Alfalfa's Aunt is a 1939 comedy short subject, the 176th entry in the Our Gang (Little Rascals) series originally created by Hal Roach. Produced by Jack Chertok for Metro-Goldwyn-Mayer (MGM) and directed by George Sidney, the one-reel short was released to theaters in January 1939 by MGM.

==Plot==
Alfalfa's Aunt Penelope sends the Switzers a telegram that says that she is coming to visit. She has given up her pursuits of being a sculptor and has turned to writing murder mysteries.
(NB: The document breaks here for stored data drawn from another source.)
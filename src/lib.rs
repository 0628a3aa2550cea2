//! # pixelmill - Concurrent Batch Image Filtering
//!
//! pixelmill applies per-pixel filters (grayscale, invert, brightness)
//! to one or many images through a bounded worker pool, with race-free
//! progress reporting and per-image failure isolation.
//!
//! ## Features
//!
//! - **Bounded concurrency**: a fixed worker pool caps simultaneous
//!   transforms regardless of batch size
//! - **Failure isolation**: one corrupt image never aborts its siblings;
//!   a batch always terminates with a full accounting
//! - **Observable progress**: lock-free (completed, total) snapshots
//!   streamed to the shell over an event channel
//! - **Collision-free persistence**: processed images land under unique,
//!   counter-suffixed names
//!
//! ## Quick Start
//!
//! ```bash
//! # Install pixelmill
//! cargo install pixelmill
//!
//! # Invert one image
//! pixelmill apply photo.png --filter invert
//!
//! # Grayscale a whole folder on 8 workers
//! pixelmill batch ./shots --filter grayscale --workers 8
//! ```

pub mod cli;
pub mod config;
pub mod engine;
pub mod error;
pub mod filter;
pub mod image;
pub mod pipeline;
pub mod storage;

pub use engine::FilterEngine;
pub use error::{PixelmillError, Result};

/// Version information
pub const VERSION: &str = env!("CARGO_PKG_VERSION");
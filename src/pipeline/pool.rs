//! Bounded worker pool executing units with a fixed concurrency limit.
//!
//! A fixed set of worker threads pulls jobs from one shared channel:
//! at most `limit` transforms run at any instant, queued units start in
//! FIFO submission order, and completion order is whatever the workers
//! produce. Submission never blocks the caller.

use std::panic::{AssertUnwindSafe, catch_unwind};
use std::sync::atomic::{AtomicU64, Ordering};
use std::sync::{Arc, Mutex};
use std::thread::JoinHandle;

use crossbeam::channel::{Receiver, Sender, unbounded};
use tracing::{debug, warn};

use crate::error::{PixelmillError, Result};
use crate::filter;
use crate::image::{ImageBuffer, ImageLoader};
use crate::pipeline::types::{CompletedUnit, UnitId, UnitInput, UnitOfWork};

/// Callback invoked exactly once per submitted unit, on a worker thread.
pub type UnitCallback = Box<dyn FnOnce(CompletedUnit) + Send + 'static>;

struct Job {
    id: UnitId,
    unit: UnitOfWork,
    callback: UnitCallback,
}

/// Fixed-size execution engine for [`UnitOfWork`] submissions.
pub struct WorkerPool {
    sender: Mutex<Option<Sender<Job>>>,
    workers: Mutex<Vec<JoinHandle<()>>>,
    limit: usize,
    next_id: AtomicU64,
}

impl WorkerPool {
    /// Spawns `limit` worker threads; 0 selects one per CPU core.
    pub fn new(limit: usize, loader: Arc<dyn ImageLoader>) -> Self {
        let limit = if limit == 0 { num_cpus::get() } else { limit };
        let (sender, receiver) = unbounded::<Job>();

        let mut workers = Vec::with_capacity(limit);
        for worker_id in 0..limit {
            let receiver = receiver.clone();
            let loader = Arc::clone(&loader);
            let handle = std::thread::Builder::new()
                .name(format!("pixelmill-worker-{worker_id}"))
                .spawn(move || worker_loop(worker_id, receiver, loader))
                .expect("failed to spawn worker thread");
            workers.push(handle);
        }

        Self {
            sender: Mutex::new(Some(sender)),
            workers: Mutex::new(workers),
            limit,
            next_id: AtomicU64::new(0),
        }
    }

    /// Maximum number of units with an active transform at any instant.
    pub fn concurrency_limit(&self) -> usize {
        self.limit
    }

    /// Queues a unit for execution and returns immediately.
    ///
    /// Excess units wait in an unbounded FIFO queue, so the caller is
    /// never blocked on a free slot. Fails with `PoolShutdown` once
    /// [`shutdown`](Self::shutdown) has run.
    pub fn submit(&self, unit: UnitOfWork, callback: UnitCallback) -> Result<UnitId> {
        let sender = self.sender.lock().expect("pool sender lock poisoned");
        let Some(sender) = sender.as_ref() else {
            return Err(PixelmillError::PoolShutdown);
        };
        let id = UnitId(self.next_id.fetch_add(1, Ordering::Relaxed));
        debug!(unit = %unit.source.display(), filter = unit.filter.name(), "unit queued");
        sender
            .send(Job { id, unit, callback })
            .map_err(|_| PixelmillError::PoolShutdown)?;
        Ok(id)
    }

    /// Stops accepting submissions and waits for the workers to finish.
    ///
    /// In-flight units complete and already-queued units are drained
    /// normally; every one of them still receives its callback.
    pub fn shutdown(&self) {
        drop(self.sender.lock().expect("pool sender lock poisoned").take());
        let mut workers = self.workers.lock().expect("pool worker lock poisoned");
        for handle in workers.drain(..) {
            let _ = handle.join();
        }
    }
}

impl Drop for WorkerPool {
    fn drop(&mut self) {
        self.shutdown();
    }
}

fn worker_loop(worker_id: usize, receiver: Receiver<Job>, loader: Arc<dyn ImageLoader>) {
    while let Ok(Job { id, unit, callback }) = receiver.recv() {
        let source = unit.source.clone();
        debug!(worker_id, unit = %source.display(), "unit started");
        let result = execute_unit(unit, loader.as_ref());
        if let Err(err) = &result {
            warn!(worker_id, unit = %source.display(), error = %err, "unit failed");
        }
        callback(CompletedUnit { id, source, result });
    }
}

/// Resolves the unit's input and applies its filter.
///
/// Failures, including panics inside the transform, stay contained to
/// this unit; they never take down the worker or its siblings.
fn execute_unit(unit: UnitOfWork, loader: &dyn ImageLoader) -> Result<ImageBuffer> {
    let UnitOfWork {
        source,
        input,
        filter,
    } = unit;
    let outcome = catch_unwind(AssertUnwindSafe(|| -> Result<ImageBuffer> {
        let image = match input {
            UnitInput::Decoded(image) => image,
            UnitInput::Unloaded => loader.load(&source)?,
        };
        filter::apply(&image, filter)
    }));
    outcome.unwrap_or_else(|panic| {
        Err(PixelmillError::TransformFailure {
            reason: panic_message(panic),
        })
    })
}

fn panic_message(panic: Box<dyn std::any::Any + Send>) -> String {
    if let Some(message) = panic.downcast_ref::<&str>() {
        (*message).to_string()
    } else if let Some(message) = panic.downcast_ref::<String>() {
        message.clone()
    } else {
        "transform panicked".to_string()
    }
}
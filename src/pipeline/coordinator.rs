//! Whole-folder batch orchestration.
//!
//! A coordinator turns an ordered set of units into a single logical
//! operation: every unit goes through the shared pool, every completion
//! (success or failure) counts toward progress, and exactly one terminal
//! outcome is emitted once the completed count reaches the total.

use std::collections::HashMap;
use std::path::{Path, PathBuf};
use std::sync::{Arc, Mutex};

use crossbeam::channel::{Receiver, Sender, unbounded};
use tracing::{debug, warn};
use walkdir::WalkDir;

use crate::error::{PixelmillError, Result};
use crate::image::ImageBuffer;
use crate::pipeline::pool::WorkerPool;
use crate::pipeline::progress::{ProgressAggregator, ProgressSnapshot};
use crate::pipeline::types::{BatchEvent, BatchOutcome, FailedUnit, UnitOfWork};

/// Per-batch state shared with the unit completion callbacks.
struct BatchShared {
    progress: ProgressAggregator,
    failures: Mutex<Vec<FailedUnit>>,
    outputs: Mutex<HashMap<PathBuf, ImageBuffer>>,
    events: Sender<BatchEvent>,
}

impl BatchShared {
    /// Books one finished unit. The call that observes the final
    /// snapshot emits the terminal event; the increment is atomic, so
    /// exactly one call does.
    fn complete(&self, source: PathBuf, result: std::result::Result<ImageBuffer, PixelmillError>) {
        let succeeded = result.is_ok();
        match result {
            Ok(image) => {
                self.outputs.lock().expect("output lock poisoned").insert(source.clone(), image);
            }
            Err(err) => {
                self.failures.lock().expect("failure lock poisoned").push(FailedUnit {
                    source: source.clone(),
                    error: err.to_string(),
                });
            }
        }

        // A failed unit still counts toward completion so the batch
        // always terminates.
        let Ok(snapshot) = self.progress.record_completion() else {
            return;
        };
        let _ = self.events.send(BatchEvent::UnitFinished { source, succeeded });
        let _ = self.events.send(BatchEvent::Progress(snapshot));
        if snapshot.is_complete() {
            let _ = self.events.send(BatchEvent::Finished(self.outcome()));
        }
    }

    fn outcome(&self) -> BatchOutcome {
        let failures = self.failures.lock().expect("failure lock poisoned");
        if failures.is_empty() {
            BatchOutcome::AllSucceeded
        } else {
            BatchOutcome::PartialFailure(failures.clone())
        }
    }
}

/// Orchestrates one batch run against a shared [`WorkerPool`].
pub struct BatchCoordinator {
    pool: Arc<WorkerPool>,
}

impl BatchCoordinator {
    pub fn new(pool: Arc<WorkerPool>) -> Self {
        Self { pool }
    }

    /// Submits every unit and returns a handle to the running batch.
    ///
    /// Consumes the coordinator: an instance drives exactly one batch
    /// and there is no way back from the terminal state. A batch with
    /// zero units terminates immediately as `AllSucceeded`.
    pub fn run(self, units: Vec<UnitOfWork>) -> BatchHandle {
        let (events, receiver) = unbounded();
        let shared = Arc::new(BatchShared {
            progress: ProgressAggregator::new(),
            failures: Mutex::new(Vec::new()),
            outputs: Mutex::new(HashMap::new()),
            events,
        });
        shared.progress.initialize(units.len());
        debug!(total = units.len(), "batch started");

        if units.is_empty() {
            let _ = shared.events.send(BatchEvent::Finished(BatchOutcome::AllSucceeded));
            return BatchHandle { receiver, shared };
        }

        for unit in units {
            let source = unit.source.clone();
            let callback_shared = Arc::clone(&shared);
            let submitted = self.pool.submit(
                unit,
                Box::new(move |done| callback_shared.complete(done.source, done.result)),
            );
            // A rejected submission is booked as that unit's failure so
            // the batch still reaches its terminal outcome.
            if let Err(err) = submitted {
                shared.complete(source, Err(err));
            }
        }

        BatchHandle { receiver, shared }
    }
}

/// Live view of a running batch: its event stream, progress, and the
/// transformed images collected so far.
pub struct BatchHandle {
    receiver: Receiver<BatchEvent>,
    shared: Arc<BatchShared>,
}

impl BatchHandle {
    /// The batch's event stream, terminated by `BatchEvent::Finished`.
    pub fn events(&self) -> &Receiver<BatchEvent> {
        &self.receiver
    }

    /// Current progress snapshot.
    pub fn progress(&self) -> ProgressSnapshot {
        self.shared
            .progress
            .snapshot()
            .expect("aggregator initialized at batch start")
    }

    /// Blocks until the terminal event and returns the outcome.
    pub fn wait(&self) -> BatchOutcome {
        loop {
            match self.receiver.recv() {
                Ok(BatchEvent::Finished(outcome)) => return outcome,
                Ok(_) => continue,
                // Channel closed without a terminal event; reconstruct
                // the outcome from the batch state.
                Err(_) => return self.shared.outcome(),
            }
        }
    }

    /// Drains the transformed images stored under their source identity.
    /// Complete once the terminal event has fired.
    pub fn take_outputs(&self) -> Vec<(PathBuf, ImageBuffer)> {
        let mut outputs = self.shared.outputs.lock().expect("output lock poisoned");
        outputs.drain().collect()
    }
}

/// Enumerates processable images in a folder.
///
/// Extension matching is case-insensitive and results are sorted, so
/// discovery order is stable across runs. Unreadable entries below the
/// root are skipped with a warning; an unreadable root is fatal.
pub fn discover_inputs(folder: &Path, extensions: &[String], recursive: bool) -> Result<Vec<PathBuf>> {
    let mut walker = WalkDir::new(folder).follow_links(false);
    if !recursive {
        walker = walker.max_depth(1);
    }

    let mut inputs = Vec::new();
    for entry in walker {
        let entry = match entry {
            Ok(entry) => entry,
            Err(err) if err.depth() == 0 => {
                return Err(PixelmillError::FolderUnreadable {
                    path: folder.to_path_buf(),
                    source: err,
                });
            }
            Err(err) => {
                warn!(error = %err, "skipping unreadable entry");
                continue;
            }
        };
        if !entry.file_type().is_file() {
            continue;
        }
        let matches = entry
            .path()
            .extension()
            .and_then(|ext| ext.to_str())
            .map(|ext| extensions.iter().any(|accepted| accepted.eq_ignore_ascii_case(ext)))
            .unwrap_or(false);
        if matches {
            inputs.push(entry.into_path());
        }
    }
    inputs.sort();
    Ok(inputs)
}
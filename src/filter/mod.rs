//! Per-pixel filters.
//!
//! Filters are pure functions from one [`ImageBuffer`] to a new one of
//! identical dimensions. Dispatch goes through the closed [`FilterKind`]
//! enum and the single [`apply`] entry point; adding a filter means
//! adding a variant, not a new type.

use crate::error::{PixelmillError, Result};
use crate::image::{ImageBuffer, Rgb};

/// The set of supported per-pixel transforms.
#[derive(Debug, Clone, Copy, PartialEq)]
pub enum FilterKind {
    /// Channel mean replicated to R = G = B.
    Grayscale,
    /// `1.0 - c` per channel.
    Invert,
    /// `min(c * factor, 1.0)` per channel; `factor` must be positive.
    Brightness { factor: f32 },
}

impl FilterKind {
    pub fn name(&self) -> &'static str {
        match self {
            FilterKind::Grayscale => "grayscale",
            FilterKind::Invert => "invert",
            FilterKind::Brightness { .. } => "brightness",
        }
    }

    /// Rejects parameters the transform cannot run with.
    pub fn validate(&self) -> Result<()> {
        if let FilterKind::Brightness { factor } = *self {
            // `!(factor > 0.0)` also catches NaN.
            if !(factor > 0.0) {
                return Err(PixelmillError::InvalidFactor { factor });
            }
        }
        Ok(())
    }
}

/// Applies `filter` to `input`, producing a new buffer.
pub fn apply(input: &ImageBuffer, filter: FilterKind) -> Result<ImageBuffer> {
    filter.validate()?;
    Ok(match filter {
        FilterKind::Grayscale => input.map(grayscale),
        FilterKind::Invert => input.map(invert),
        FilterKind::Brightness { factor } => input.map(|px| brighten(px, factor)),
    })
}

fn grayscale(px: Rgb) -> Rgb {
    let gray = (px.r + px.g + px.b) / 3.0;
    Rgb::new(gray, gray, gray)
}

fn invert(px: Rgb) -> Rgb {
    Rgb::new(1.0 - px.r, 1.0 - px.g, 1.0 - px.b)
}

fn brighten(px: Rgb, factor: f32) -> Rgb {
    Rgb::new(
        (px.r * factor).min(1.0),
        (px.g * factor).min(1.0),
        (px.b * factor).min(1.0),
    )
}
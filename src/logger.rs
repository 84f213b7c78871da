//! Opt-in file logging scoped to a cache namespace. Kept out of the core so
//! library consumers can bring their own `log` backend instead.

use log::LevelFilter;
use log4rs::append::rolling_file::RollingFileAppender;
use log4rs::append::rolling_file::policy::compound::{
    CompoundPolicy, roll::fixed_window::FixedWindowRoller, trigger::size::SizeTrigger,
};
use log4rs::config::{Appender, Config, Root};
use log4rs::encode::pattern::PatternEncoder;
use once_cell::sync::OnceCell;
use std::path::Path;

static LOG_GUARD: OnceCell<()> = OnceCell::new();

const MAX_LOG_BYTES: u64 = 10 * 1024 * 1024;
const ROLLED_FILES: u32 = 7;
const PATTERN: &str = "{d(%Y-%m-%d %H:%M:%S%.3f)} [{l}] {t} - {m}{n}";

/// Routes `log` output to `{base_dir}/{namespace}_logs/{namespace}.log` with
/// size-based rotation. The process-wide `log` facade can only be claimed
/// once; later calls (other namespaces, reopened caches) are no-ops.
///
/// # Errors
/// Returns an error if the log directory cannot be created or another logger
/// is already installed.
pub fn init_in(base_dir: &Path, namespace: &str) -> Result<(), Box<dyn std::error::Error>> {
    LOG_GUARD.get_or_try_init(|| -> Result<(), Box<dyn std::error::Error>> {
        let dir = base_dir.join(format!("{namespace}_logs"));
        std::fs::create_dir_all(&dir)?;
        let roller = FixedWindowRoller::builder()
            .build(&format!("{}", dir.join(format!("{namespace}.{{}}.log")).display()), ROLLED_FILES)?;
        let policy =
            CompoundPolicy::new(Box::new(SizeTrigger::new(MAX_LOG_BYTES)), Box::new(roller));
        let appender = RollingFileAppender::builder()
            .encoder(Box::new(PatternEncoder::new(PATTERN)))
            .build(dir.join(format!("{namespace}.log")), Box::new(policy))?;
        let config = Config::builder()
            .appender(Appender::builder().build("file", Box::new(appender)))
            .build(Root::builder().appender("file").build(LevelFilter::Info))?;
        log4rs::init_config(config)?;
        Ok(())
    })?;
    Ok(())
}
Just before Alfalfa's parents leave to attend a meeting that night, Penelope reads Alfalfa's father, John, a page of her story, which is written in the form of a letter:

Dear X,

I have discovered that only my nephew stands between me and the Switzer millions! So like the others, he shall die in agony - tonight - at the stroke of nine!

After John and his wife Martha go out and leave Alfalfa in Penelope's care, Alfalfa stumbles upon the page that Penelope read to John. He becomes horrified, believing that his own aunt is plotting to murder him. He tells Penelope that he is going to bed and then summons the gang to help prevent him from being murdered. While dumping out poisons in the bathroom, Porky causes a sudden loud, long noise, which leads Penelope to believe that the house is being burglarized.

Eventually, Alfalfa's parents return home, and the gang proudly tell the adults that they saved Alfalfa from being killed by his aunt. Angered by the insanity and misunderstandings, Penelope decides to pack up and leave immediately ("How can an author write in a madhouse like this?!"). The entire situation is explained, and all the misunderstandings are cleared up. Before Alfalfa is given a chance to apologize to his Aunt Penelope, John rewards him with a dollar bill just for getting rid of her.

==Cast==
===The Gang===
- Carl Switzer as Alfalfa Switzer
- Eugene Gordon Lee as Porky
- George McFarland as Spanky
- Billie Thomas as Buckwheat
- Gary Jasgar as Slapsie
- Leonard Landy as Leonard

===Additional cast===
- Barbara Bedford as Martha Switzer, Alfalfa's mother
- Marie Blake as Martha's sister and Alfalfa's Aunt Penelope.
- William Newell as John Switzer, Alfalfa's father

==Reception==
Alfalfa's Aunt is considered one of the better Our Gang shorts produced after Hal Roach sold the series to MGM in mid-1938; the post-Roach era is generally considered a subpar era for the series.